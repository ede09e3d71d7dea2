//! Timer utilities

use std::time::{Duration, Instant};

/// Simple timer for measuring elapsed time
#[derive(Debug)]
pub struct Timer {
    start: Instant,
    label: String,
}

impl Timer {
    /// Create and start a new timer
    pub fn start(label: impl Into<String>) -> Self {
        Self {
            start: Instant::now(),
            label: label.into(),
        }
    }

    /// Get elapsed time
    pub fn elapsed(&self) -> Duration {
        self.start.elapsed()
    }

    /// Get elapsed time in seconds
    pub fn elapsed_secs(&self) -> f64 {
        self.elapsed().as_secs_f64()
    }

    /// Stop timer and return elapsed time
    pub fn stop(self) -> Duration {
        let elapsed = self.elapsed();
        tracing::debug!("{}: {}ms", self.label, elapsed.as_millis());
        elapsed
    }
}

#[cfg(test)]
mod tests {
    use super::*;
    use std::thread::sleep;

    #[test]
    fn test_timer() {
        let timer = Timer::start("test");
        sleep(Duration::from_millis(10));
        assert!(timer.elapsed_secs() >= 0.01);
        assert!(timer.stop() >= Duration::from_millis(10));
    }
}
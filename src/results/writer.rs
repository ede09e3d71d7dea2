//! All-or-nothing artifact writing

use std::io::Write;
use std::path::Path;

use tempfile::NamedTempFile;

use crate::error::RunnerError;

/// Write `bytes` to `path` through a temporary file in the same directory.
///
/// An existing file is only replaced once the full content is on disk.
pub fn write_atomic(path: &Path, bytes: &[u8]) -> Result<(), RunnerError> {
    let io_error = |source| RunnerError::OutputWrite {
        path: path.to_path_buf(),
        source,
    };

    let dir = match path.parent() {
        Some(parent) if !parent.as_os_str().is_empty() => parent,
        _ => Path::new("."),
    };
    std::fs::create_dir_all(dir).map_err(io_error)?;

    let mut file = NamedTempFile::new_in(dir).map_err(io_error)?;
    file.write_all(bytes).map_err(io_error)?;
    file.flush().map_err(io_error)?;
    file.persist(path).map_err(|e| io_error(e.error))?;

    Ok(())
}

#[cfg(test)]
mod tests {
    use super::*;
    use tempfile::TempDir;

    #[test]
    fn test_write_creates_and_replaces() {
        let dir = TempDir::new().unwrap();
        let path = dir.path().join("out").join("results.xml");

        write_atomic(&path, b"first").unwrap();
        assert_eq!(std::fs::read_to_string(&path).unwrap(), "first");

        write_atomic(&path, b"second").unwrap();
        assert_eq!(std::fs::read_to_string(&path).unwrap(), "second");

        let leftovers = std::fs::read_dir(path.parent().unwrap()).unwrap().count();
        assert_eq!(leftovers, 1);
    }

    #[test]
    fn test_write_into_file_parent_fails() {
        let dir = TempDir::new().unwrap();
        let blocker = dir.path().join("blocker");
        std::fs::write(&blocker, "x").unwrap();

        let err = write_atomic(&blocker.join("results.xml"), b"data").unwrap_err();
        assert!(matches!(err, RunnerError::OutputWrite { .. }));
    }
}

####################

Task goal:
Reproduce all of the material verbatim.

Exercise answer:
repository ede09e3d71d7dea2
//! Timer utilities

use std::time::{Duration, Instant};

/// Simple timer for measuring elapsed time
#[derive(Debug)]
pub struct Timer {
    start: Instant,
    label: String,
}

impl Timer {
    /// Create and start a new timer
    pub fn start(label: impl Into<String>) -> Self {
        Self {
            start: Instant::now(),
            label: label.into(),
        }
    }

    /// Get elapsed time
    pub fn elapsed(&self) -> Duration {
        self.start.elapsed()
    }

    /// Get elapsed time in seconds
    pub fn elapsed_secs(&self) -> f64 {
        self.elapsed().as_secs_f64()
    }

    /// Stop timer and return elapsed time
    pub fn stop(self) -> Duration {
        let elapsed = self.elapsed();
        tracing::debug!("{}: {}ms", self.label, elapsed.as_millis());
        elapsed
    }
}

#[cfg(test)]
mod tests {
    use super::*;
    use std::thread::sleep;

    #[test]
    fn test_timer() {
        let timer = Timer::start("test");
        sleep(Duration::from_millis(10));
        assert!(timer.elapsed_secs() >= 0.01);
        assert!(timer.stop() >= Duration::from_millis(10));
    }
}
filename src/results/writer.rs
repository ede09e3d71d7dea2
//! All-or-nothing artifact writing

use std::io::Write;
use std::path::Path;

use tempfile::NamedTempFile;

use crate::error::RunnerError;

/// Write `bytes` to `path` through a temporary file in the same directory.
///
/// An existing file is only replaced once the full content is on disk.
pub fn write_atomic(path: &Path, bytes: &[u8]) -> Result<(), RunnerError> {
    let io_error = |source| RunnerError::OutputWrite {
        path: path.to_path_buf(),
        source,
    };

    let dir = match path.parent() {
        Some(parent) if !parent.as_os_str().is_empty() => parent,
        _ => Path::new("."),
    };
    std::fs::create_dir_all(dir).map_err(io_error)?;

    let mut file = NamedTempFile::new_in(dir).map_err(io_error)?;
    file.write_all(bytes).map_err(io_error)?;
    file.flush().map_err(io_error)?;
    file.persist(path).map_err(|e| io_error(e.error))?;

    Ok(())
}

#[cfg(test)]
mod tests {
    use super::*;
    use tempfile::TempDir;

    #[test]
    fn test_write_creates_and_replaces() {
        let dir = TempDir::new().unwrap();
        let path = dir.path().join("out").join("results.xml");

        write_atomic(&path, b"first").unwrap();
        assert_eq!(std::fs::read_to_string(&path).unwrap(), "first");

        write_atomic(&path, b"second").unwrap();
        assert_eq!(std::fs::read_to_string(&path).unwrap(), "second");

        let leftovers = std::fs::read_dir(path.parent().unwrap()).unwrap().count();
        assert_eq!(leftovers, 1);
    }

    #[test]
    fn test_write_into_file_parent_fails() {
        let dir = TempDir::new().unwrap();
        let blocker = dir.path().join("blocker");
        std::fs::write(&blocker, "x").unwrap();

        let err = write_atomic(&blocker.join("results.xml"), b"data").unwrap_err();
        assert!(matches!(err, RunnerError::OutputWrite { .. }));
    }
}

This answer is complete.